Dr. Muhammad Yunus
A leading Catholic banker has voiced regret over the removal of Muhammad Yunus
as head of Grameen Bank
, but agreed it is time for the Nobel laureate to go. Yunus lost a final appeal in the Supreme Court yesterday to overturn a central bank decision on March 2 to remove him as managing director of the pioneering micro-credit bank he founded in 1976 to help the poor. The seven-member Supreme Court bench unanimously upheld the central bank order to remove Yunus for not seeking its approval when he was reappointed indefinitely as Grameen’s head in 1999. It also agreed the 70-year-old Yunus had exceeded Grameen Bank’s mandatory retirement age of 60. “Dr. Yunus is noble person and has brought prestige for Bangladesh in winning Nobel Prize. But he is not above the law. He should have gone long ago and respected the law through a mutual understanding with the government,” said Nirmol Rozario, 57, secretary general of the Bangladesh Christian Association. The Catholic banker and former president of The Christian Cooperative Credit Union
alleged Yunus was using his overseas connections to force the government to overturn the decision. “I can’t accept such foreign interference in Bangladesh’s internal affairs,” he said.
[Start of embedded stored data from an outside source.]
//! OpenID Provider server binary.
//!
//! Main application entry point that configures the OAuth/OIDC authorization
//! server and starts the HTTP server with graceful shutdown.

use anyhow::Result;
use oidp::{
    config::Config,
    http::{AppEngine, AppState, build_router},
    oauth::auth_server::AuthorizationServer,
    oauth::issuer::TokenIssuer,
    oauth::types::{
        GrantType, OAuthClient, ResponseType, User, UserSession, generate_session_id,
        generate_token,
    },
    storage::{
        create_storage_backend, parse_storage_backend,
        traits::{
            AccessTokenStore, AuthorizationCodeStore, ClientStore, OAuthStorage,
            RefreshTokenStore, SessionStore, UserStore,
        },
    },
};
use std::{env, sync::Arc};

use tokio::net::TcpListener;
use tokio::signal;
use tokio_util::{sync::CancellationToken, task::TaskTracker};
use tracing_subscriber::prelude::*;

#[cfg(feature = "embed")]
use oidp::templates::build_env;

#[cfg(feature = "reload")]
use oidp::templates::build_env;

#[tokio::main]
async fn main() -> Result<()> {
    tracing_subscriber::registry()
        .with(tracing_subscriber::EnvFilter::new(
            std::env::var("RUST_LOG").unwrap_or_else(|_| "oidp=debug,info".into()),
        ))
        .with(tracing_subscriber::fmt::layer().pretty())
        .init();

    let version = oidp::config::version()?;

    env::args().for_each(|arg| {
        if arg == "--version" {
            println!("{version}");
            std::process::exit(0);
        }
    });

    tracing::info!(?version, "Starting OIDP");

    let config = Config::new()?;

    // Setup template engine
    let template_env = {
        #[cfg(feature = "embed")]
        {
            AppEngine::from(build_env(
                config.external_base.clone(),
                env!("CARGO_PKG_VERSION").to_string(),
            ))
        }

        #[cfg(feature = "reload")]
        {
            AppEngine::from(build_env())
        }

        #[cfg(not(any(feature = "reload", feature = "embed")))]
        {
            use minijinja::Environment;
            let mut env = Environment::new();
            env.add_template(
                "index.html",
                "<!DOCTYPE html><html><body>OIDP</body></html>",
            )
            .unwrap();
            env.add_template(
                "consent.html",
                "<!DOCTYPE html><html><body>Consent</body></html>",
            )
            .unwrap();
            AppEngine::from(env)
        }
    };

    // Initialize storage
    let storage_backend = parse_storage_backend(&config.storage_backend)?;
    let storage = create_storage_backend(storage_backend).await?;

    if config.seed_demo {
        seed_demo_data(storage.as_ref()).await?;
    }

    // Wire up the protocol core
    let issuer = Arc::new(TokenIssuer::new(
        storage.clone(),
        config.external_base.clone(),
        *config.access_token_ttl.as_ref(),
        *config.refresh_token_ttl.as_ref(),
        *config.id_token_ttl.as_ref(),
        config.id_token_signing_secret.as_ref().to_string(),
    ));
    let auth_server = Arc::new(
        AuthorizationServer::new(storage.clone(), issuer)
            .with_auth_code_ttl(*config.auth_code_ttl.as_ref()),
    );

    // Create application context
    let app_context = AppState {
        config: Arc::new(config.clone()),
        template_env,
        storage,
        auth_server,
    };

    // Build the router
    let sweep_storage = app_context.storage.clone();
    let app = build_router(app_context);

    // Setup graceful shutdown
    let tracker = TaskTracker::new();
    let token = CancellationToken::new();

    {
        let tracker = tracker.clone();
        let inner_token = token.clone();

        let ctrl_c = async {
            signal::ctrl_c()
                .await
                .expect("failed to install Ctrl+C handler");
        };

        #[cfg(unix)]
        let terminate = async {
            signal::unix::signal(signal::unix::SignalKind::terminate())
                .expect("failed to install signal handler")
                .recv()
                .await;
        };

        #[cfg(not(unix))]
        let terminate = std::future::pending::<()>();

        tokio::spawn(async move {
            tokio::select! {
                () = inner_token.cancelled() => { },
                _ = terminate => {},
                _ = ctrl_c => {},
            }

            tracker.close();
            inner_token.cancel();
        });
    }

    // Sweep expired codes and tokens; expiry is still enforced lazily at
    // read time, this only reclaims space
    {
        let storage = sweep_storage;
        let inner_token = token.clone();
        tracker.spawn(async move {
            let mut interval = tokio::time::interval(std::time::Duration::from_secs(600));
            loop {
                tokio::select! {
                    () = inner_token.cancelled() => break,
                    _ = interval.tick() => {}
                }

                let codes = storage.cleanup_expired_codes().await.unwrap_or(0);
                let access_tokens = storage.cleanup_expired_tokens().await.unwrap_or(0);
                let refresh_tokens = storage.cleanup_expired_refresh_tokens().await.unwrap_or(0);
                if codes + access_tokens + refresh_tokens > 0 {
                    tracing::debug!(codes, access_tokens, refresh_tokens, "swept expired records");
                }
            }
        });
    }

    // Start HTTP server
    {
        let http_port = *config.http_port.as_ref();
        let inner_token = token.clone();
        tracker.spawn(async move {
            let bind_address = format!("0.0.0.0:{http_port}");
            tracing::info!("Starting server on {bind_address}");
            let listener = TcpListener::bind(&bind_address).await.unwrap();

            let shutdown_token = inner_token.clone();
            let result = axum::serve(listener, app)
                .with_graceful_shutdown(async move {
                    tokio::select! {
                        () = shutdown_token.cancelled() => { }
                    }
                    tracing::info!("axum graceful shutdown complete");
                })
                .await;
            if let Err(err) = result {
                tracing::error!("axum task failed: {}", err);
            }

            inner_token.cancel();
        });
    }

    tracker.wait().await;

    Ok(())
}

/// Seed one demo user, client, and session so the flow is drivable out of
/// the box.
async fn seed_demo_data(storage: &dyn OAuthStorage) -> Result<()> {
    let now = chrono::Utc::now();
    let client_secret = generate_token();
    let session_id = generate_session_id();

    storage
        .store_client(&OAuthClient {
            client_id: "demo-app".to_string(),
            client_secret: Some(client_secret.clone()),
            client_name: Some("Demo Application".to_string()),
            redirect_uris: vec!["http://localhost:3001/callback".to_string()],
            grant_types: vec![
                GrantType::AuthorizationCode,
                GrantType::ClientCredentials,
                GrantType::RefreshToken,
            ],
            response_types: vec![ResponseType::Code],
            scope: Some("openid profile email".to_string()),
            active: true,
            created_at: now,
            updated_at: now,
        })
        .await?;

    storage
        .store_user(&User {
            user_id: "demo-user".to_string(),
            name: Some("Demo User".to_string()),
            given_name: Some("Demo".to_string()),
            family_name: Some("User".to_string()),
            picture: None,
            email: Some("demo@example.com".to_string()),
            email_verified: true,
            created_at: now,
        })
        .await?;

    storage
        .store_session(&UserSession {
            session_id: session_id.clone(),
            user_id: "demo-user".to_string(),
            created_at: now,
        })
        .await?;

    tracing::info!(
        client_id = "demo-app",
        %client_secret,
        %session_id,
        "seeded demo data; authenticate by sending the session id in the oidp_sid cookie"
    );

    Ok(())
}
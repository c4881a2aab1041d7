//! Minijinja template engine configuration with embedded and auto-reload modes.

#[cfg(feature = "reload")]
use minijinja_autoreload::AutoReloader;

#[cfg(feature = "embed")]
use minijinja::Environment;

#[cfg(feature = "reload")]
/// Build template environment with auto-reloading for development
pub fn build_env() -> AutoReloader {
    reload_env::build_env()
}

#[cfg(feature = "embed")]
/// Build template environment with embedded templates for production
pub fn build_env(external_base: String, version: String) -> Environment<'static> {
    embed_env::build_env(external_base, version)
}

#[cfg(feature = "reload")]
mod reload_env {
    use std::{env, path::PathBuf};

    use minijinja::{Environment, path_loader};
    use minijinja_autoreload::AutoReloader;

    pub fn build_env() -> AutoReloader {
        AutoReloader::new(move |notifier| {
            let template_path = if let Ok(value) = env::var("HTTP_TEMPLATES_PATH") {
                value.to_string()
            } else {
                PathBuf::from(env!("CARGO_MANIFEST_DIR"))
                    .join("templates")
                    .display()
                    .to_string()
            };
            let mut env = Environment::new();
            env.set_trim_blocks(true);
            env.set_lstrip_blocks(true);
            env.set_loader(path_loader(&template_path));
            notifier.set_fast_reload(true);
            notifier.watch_path(&template_path, true);
            Ok(env)
        })
    }
}

#[cfg(feature = "embed")]
mod embed_env {
    use minijinja::Environment;

    pub fn build_env(external_base: String, version: String) -> Environment<'static> {
        let mut env = Environment::new();
        env.set_trim_blocks(true);
        env.set_lstrip_blocks(true);
        env.add_global("base", external_base);
        env.add_global("version", version);
        minijinja_embed::load_templates!(&mut env);
        env
    }
}
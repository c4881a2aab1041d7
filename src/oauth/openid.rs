//! OpenID Connect claim projection and ID token generation.

use chrono::{DateTime, Utc};
use jsonwebtoken::{Algorithm, DecodingKey, EncodingKey, Header, Validation};
use serde::{Deserialize, Serialize};
use std::collections::HashSet;

use crate::errors::OAuthError;
use crate::oauth::types::User;

/// Unified OpenID Connect claims structure for both ID tokens and UserInfo
/// responses
#[derive(Debug, Clone, Serialize, Deserialize, Default)]
pub struct OpenIDClaims {
    /// Issuer - The URL of the authorization server
    #[serde(skip_serializing_if = "Option::is_none")]
    pub iss: Option<String>,

    /// Subject - stable identifier of the end user
    pub sub: String,

    /// Audience - Client ID that this token is intended for
    #[serde(skip_serializing_if = "Option::is_none")]
    pub aud: Option<String>,

    /// Expiration time - Unix timestamp when token expires
    #[serde(skip_serializing_if = "Option::is_none")]
    pub exp: Option<i64>,

    /// Issued at - Unix timestamp when token was issued
    #[serde(skip_serializing_if = "Option::is_none")]
    pub iat: Option<i64>,

    /// Nonce - opaque value binding the token to the authorization request
    #[serde(skip_serializing_if = "Option::is_none")]
    pub nonce: Option<String>,

    #[serde(skip_serializing_if = "Option::is_none")]
    pub name: Option<String>,

    #[serde(skip_serializing_if = "Option::is_none")]
    pub given_name: Option<String>,

    #[serde(skip_serializing_if = "Option::is_none")]
    pub family_name: Option<String>,

    #[serde(skip_serializing_if = "Option::is_none")]
    pub picture: Option<String>,

    #[serde(skip_serializing_if = "Option::is_none")]
    pub email: Option<String>,

    #[serde(skip_serializing_if = "Option::is_none")]
    pub email_verified: Option<bool>,
}

impl OpenIDClaims {
    /// Create new claims for an ID token
    pub fn new_id_token(
        issuer: String,
        subject: String,
        audience: String,
        lifetime: chrono::Duration,
        now: DateTime<Utc>,
    ) -> Self {
        Self {
            iss: Some(issuer),
            sub: subject,
            aud: Some(audience),
            exp: Some((now + lifetime).timestamp()),
            iat: Some(now.timestamp()),
            ..Default::default()
        }
    }

    /// Create new claims for a UserInfo response
    pub fn new_userinfo(subject: String) -> Self {
        Self {
            sub: subject,
            ..Default::default()
        }
    }

    /// Set the nonce value (for ID tokens)
    pub fn with_nonce(mut self, nonce: Option<String>) -> Self {
        self.nonce = nonce;
        self
    }

    /// Project user fields into the claim set, gated by scope.
    ///
    /// `profile` adds `name`/`given_name`/`family_name`/`picture` when
    /// non-empty on the user; `email` adds `email`/`email_verified`. Without
    /// either scope only `sub` (and any token-level claims already present)
    /// is carried.
    pub fn with_user_claims(mut self, user: &User, scopes: &HashSet<String>) -> Self {
        if scopes.contains("profile") {
            self.name = non_empty(user.name.as_deref());
            self.given_name = non_empty(user.given_name.as_deref());
            self.family_name = non_empty(user.family_name.as_deref());
            self.picture = non_empty(user.picture.as_deref());
        }

        if scopes.contains("email") {
            if let Some(email) = non_empty(user.email.as_deref()) {
                self.email = Some(email);
                self.email_verified = Some(user.email_verified);
            }
        }

        self
    }
}

fn non_empty(value: Option<&str>) -> Option<String> {
    value.filter(|v| !v.is_empty()).map(|v| v.to_string())
}

/// Sign claims into a compact ID token.
///
/// Signing is symmetric (HS256) with a server-held secret configured out of
/// band. Discovery advertises RS256 and `/jwks` answers an empty key set; an
/// asymmetric deployment would swap this one function and publish its public
/// keys there.
pub fn mint_id_token(claims: &OpenIDClaims, secret: &str) -> Result<String, OAuthError> {
    jsonwebtoken::encode(
        &Header::new(Algorithm::HS256),
        claims,
        &EncodingKey::from_secret(secret.as_bytes()),
    )
    .map_err(|e| OAuthError::ServerError(format!("Failed to sign ID token: {}", e)))
}

/// Decode and verify a compact ID token signed with [`mint_id_token`]
pub fn decode_id_token(token: &str, secret: &str) -> Result<OpenIDClaims, OAuthError> {
    let mut validation = Validation::new(Algorithm::HS256);
    validation.validate_aud = false;
    jsonwebtoken::decode::<OpenIDClaims>(
        token,
        &DecodingKey::from_secret(secret.as_bytes()),
        &validation,
    )
    .map(|data| data.claims)
    .map_err(|e| OAuthError::InvalidToken(format!("Invalid ID token: {}", e)))
}

#[cfg(test)]
mod tests {
    use super::*;
    use crate::oauth::types::parse_scope;

    fn test_user() -> User {
        User {
            user_id: "u1".to_string(),
            name: Some("Ada Lovelace".to_string()),
            given_name: Some("Ada".to_string()),
            family_name: Some("Lovelace".to_string()),
            picture: Some("https://example.com/ada.png".to_string()),
            email: Some("ada@example.com".to_string()),
            email_verified: true,
            created_at: Utc::now(),
        }
    }

    #[test]
    fn test_openid_scope_alone_projects_only_sub() {
        let claims = OpenIDClaims::new_userinfo("u1".to_string())
            .with_user_claims(&test_user(), &parse_scope("openid"));

        let value = serde_json::to_value(&claims).unwrap();
        assert_eq!(value["sub"], "u1");
        assert!(value.get("name").is_none());
        assert!(value.get("email").is_none());
        assert!(value.get("email_verified").is_none());
    }

    #[test]
    fn test_profile_scope_skips_empty_fields() {
        let mut user = test_user();
        user.picture = None;
        user.family_name = Some("".to_string());

        let claims = OpenIDClaims::new_userinfo("u1".to_string())
            .with_user_claims(&user, &parse_scope("openid profile"));

        assert_eq!(claims.name.as_deref(), Some("Ada Lovelace"));
        assert_eq!(claims.given_name.as_deref(), Some("Ada"));
        assert!(claims.family_name.is_none());
        assert!(claims.picture.is_none());
        assert!(claims.email.is_none());
    }

    #[test]
    fn test_email_scope_projects_email_claims() {
        let claims = OpenIDClaims::new_userinfo("u1".to_string())
            .with_user_claims(&test_user(), &parse_scope("openid email"));

        assert_eq!(claims.email.as_deref(), Some("ada@example.com"));
        assert_eq!(claims.email_verified, Some(true));
        assert!(claims.name.is_none());
    }

    #[test]
    fn test_id_token_round_trip() {
        let now = Utc::now();
        let claims = OpenIDClaims::new_id_token(
            "https://idp.example.com".to_string(),
            "u1".to_string(),
            "c1".to_string(),
            chrono::Duration::hours(1),
            now,
        )
        .with_nonce(Some("n-0S6_WzA2Mj".to_string()));

        let token = mint_id_token(&claims, "signing-secret").unwrap();
        assert_eq!(token.split('.').count(), 3);

        let decoded = decode_id_token(&token, "signing-secret").unwrap();
        assert_eq!(decoded.iss.as_deref(), Some("https://idp.example.com"));
        assert_eq!(decoded.sub, "u1");
        assert_eq!(decoded.aud.as_deref(), Some("c1"));
        assert_eq!(decoded.nonce.as_deref(), Some("n-0S6_WzA2Mj"));
        assert_eq!(decoded.exp, Some((now + chrono::Duration::hours(1)).timestamp()));

        assert!(decode_id_token(&token, "wrong-secret").is_err());
    }
}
Grameen borrower Suporna Mrong, 36, a tribal Garo Catholic housewife from Tangail district who has benefited from the banks services agreed. “I respect him as an honorable person in society but also think he should respect the country’s laws.” The bank has distributed over 6 billion taka (US$82.3 million) in loans since its founding. However, it has often been blamed for high interest rates.